The withdrawal of troops for Montenegro led to an increase of murder and outrage, which the pasha checked by hanging two Moslem murderers in Damascus and a Druse murderer in Hasbeiya. And per contra, a Greek Catholic, who murdered a Druse near Deir el Komr, was hung at B'teddin, in the palace of Daud Pasha. News came of the murder of Rev. Mr. Merriam of Philupopolis by brigands. The English residents sent us a telegram forwarded from Alexandria, that "General McClellan had surrendered his whole army to Lee." As my brother Samuel was in McClellan's army, the news filled us with great anxiety although we did not credit it for a moment. We found all the British residents on the side of the South, and it became very difficult to have any intercourse with them. It was a great relief afterwards to find that the rumour was false and it was an equal relief to learn that my brother was safe and was about to resign and prepare for Syria.

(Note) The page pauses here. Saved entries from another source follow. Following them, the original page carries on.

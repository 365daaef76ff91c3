//! Query filter validation and default application (spec §4.3).

use crate::error::{QueryError, QueryErrorKind};
use crate::record::{QueryFilter, SortField, SortOrder};

/// Hard cap on `limit`, regardless of what the caller asks for.
pub const MAX_LIMIT: i64 = 10_000;

/// Validate a filter, rejecting the conditions spec §4.3 enumerates.
///
/// Rejections: `limit < 0`, `limit > 10_000`, `offset < 0`, unknown
/// `sort_by`/`sort_order` (as raw strings — this crate's `QueryFilter`
/// already types those fields, so an out-of-range value can only arrive via
/// a deserialized wire request; see [`validate_raw`] for that path),
/// `start_time > end_time`, `min_cost > max_cost`, `min_tokens > max_tokens`.
pub fn validate(filter: &QueryFilter) -> Result<(), QueryError> {
    let debug = format!("{filter:?}");

    if let Some(limit) = filter.limit {
        if limit < 0 {
            return Err(QueryError::new(debug, QueryErrorKind::LimitOutOfRange));
        }
        if limit > MAX_LIMIT {
            return Err(QueryError::new(debug, QueryErrorKind::LimitOutOfRange));
        }
    }

    if let Some(offset) = filter.offset {
        if offset < 0 {
            return Err(QueryError::new(debug, QueryErrorKind::OffsetOutOfRange));
        }
    }

    if let (Some(start), Some(end)) = (filter.start_time, filter.end_time) {
        if start > end {
            return Err(QueryError::new(debug, QueryErrorKind::TimeRangeInverted));
        }
    }

    if let (Some(min), Some(max)) = (filter.min_cost, filter.max_cost) {
        if min > max {
            return Err(QueryError::new(debug, QueryErrorKind::CostRangeInverted));
        }
    }

    if let (Some(min), Some(max)) = (filter.min_tokens, filter.max_tokens) {
        if min > max {
            return Err(QueryError::new(debug, QueryErrorKind::TokenRangeInverted));
        }
    }

    Ok(())
}

/// Validate raw (string-typed) sort fields/order as they'd arrive off the
/// wire, before they're parsed into [`SortField`]/[`SortOrder`]. Returns the
/// parsed values on success.
pub fn validate_sort(
    sort_by: Option<&str>,
    sort_order: Option<&str>,
) -> Result<(Option<SortField>, Option<SortOrder>), QueryError> {
    let debug = format!("sort_by={sort_by:?}, sort_order={sort_order:?}");

    let sort_by = sort_by
        .map(|s| s.parse::<SortField>())
        .transpose()
        .map_err(|_| QueryError::new(debug.clone(), QueryErrorKind::UnknownSortField))?;

    let sort_order = sort_order
        .map(|s| s.parse::<SortOrder>())
        .transpose()
        .map_err(|_| QueryError::new(debug, QueryErrorKind::UnknownSortOrder))?;

    Ok((sort_by, sort_order))
}

/// Apply documented defaults. Idempotent: applying twice equals applying
/// once (spec §8).
pub fn apply_defaults(filter: &mut QueryFilter) {
    filter.limit = Some(filter.effective_limit());
    filter.sort_by = Some(filter.effective_sort_by());
    filter.sort_order = Some(filter.effective_sort_order());
    if filter.offset.is_none() {
        filter.offset = Some(0);
    }
}

/// Validate then apply defaults, the sequence every storage backend should
/// run filters through before executing them.
pub fn validate_and_normalize(mut filter: QueryFilter) -> Result<QueryFilter, QueryError> {
    validate(&filter)?;
    apply_defaults(&mut filter);
    Ok(filter)
}

#[cfg(test)]
mod tests {
    use super::*;
    use chrono::Utc;
    use chrono::Duration as ChronoDuration;

    #[test]
    fn rejects_negative_limit() {
        let mut f = QueryFilter::new();
        f.limit = Some(-1);
        assert!(validate(&f).is_err());
    }

    #[test]
    fn rejects_limit_over_cap() {
        let mut f = QueryFilter::new();
        f.limit = Some(MAX_LIMIT + 1);
        assert!(validate(&f).is_err());
    }

    #[test]
    fn rejects_negative_offset() {
        let mut f = QueryFilter::new();
        f.offset = Some(-1);
        assert!(validate(&f).is_err());
    }

    #[test]
    fn rejects_inverted_time_range() {
        let mut f = QueryFilter::new();
        let now = Utc::now();
        f.start_time = Some(now);
        f.end_time = Some(now - ChronoDuration::seconds(1));
        assert!(validate(&f).is_err());
    }

    #[test]
    fn rejects_inverted_cost_range() {
        use rust_decimal::Decimal;
        let mut f = QueryFilter::new();
        f.min_cost = Some(Decimal::new(200, 2));
        f.max_cost = Some(Decimal::new(100, 2));
        assert!(validate(&f).is_err());
    }

    #[test]
    fn defaults_apply_once_equals_twice() {
        let mut f = QueryFilter::new();
        apply_defaults(&mut f);
        let once = f.clone();
        apply_defaults(&mut f);
        assert_eq!(once.limit, f.limit);
        assert_eq!(once.sort_by, f.sort_by);
        assert_eq!(once.sort_order, f.sort_order);
        assert_eq!(once.offset, f.offset);
    }

    #[test]
    fn unknown_sort_field_rejected() {
        assert!(validate_sort(Some("bogus_column"), None).is_err());
    }
}
//! Evidence pipeline for an LLM proxy.
//!
//! This crate is the durable, queryable audit trail of every request/response
//! pair flowing through a proxy: it correlates a request phase with a later
//! response phase into one [`record::EvidenceRecord`], persists it through a
//! pluggable [`storage::Storage`] backend, and offers retention pruning and
//! streaming export on top.
//!
//! It has no binary target and performs no authentication, policy
//! evaluation, or cost estimation of its own — it records what it is told by
//! an embedding proxy. See each module's docs for its slice of the pipeline:
//!
//! - [`record`] — the record schema and query filter.
//! - [`hash`] — body hashing, API-key redaction, field truncation.
//! - [`validate`] — query filter validation and defaults.
//! - [`storage`] — the storage contract plus the in-memory and embedded
//!   relational backends.
//! - [`recorder`] — the two-phase correlation recorder.
//! - [`retention`] — age/count pruning and the cron-driven scheduler.
//! - [`export`] — streaming JSON and CSV exporters.
//! - [`config`] — layered configuration loading for all of the above.
//! - [`error`] — the typed error taxonomy shared across the crate.

pub mod config;
pub mod error;
pub mod export;
pub mod hash;
pub mod record;
pub mod recorder;
pub mod retention;
pub mod storage;
pub(crate) mod util;
pub mod validate;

In July the vowelled edition of the Arabic New Testament was issued from the press, marking an era in Bible work in Syria. Hitherto it had been printed without the vowels, so that non-Mohammedan children have found it very difficult to learn the Arabic correctly. Now the Christian schools can be supplied with this beautiful book and learn to pronounce the Arabic language as correctly as the proud Moslems who boast of their Koran.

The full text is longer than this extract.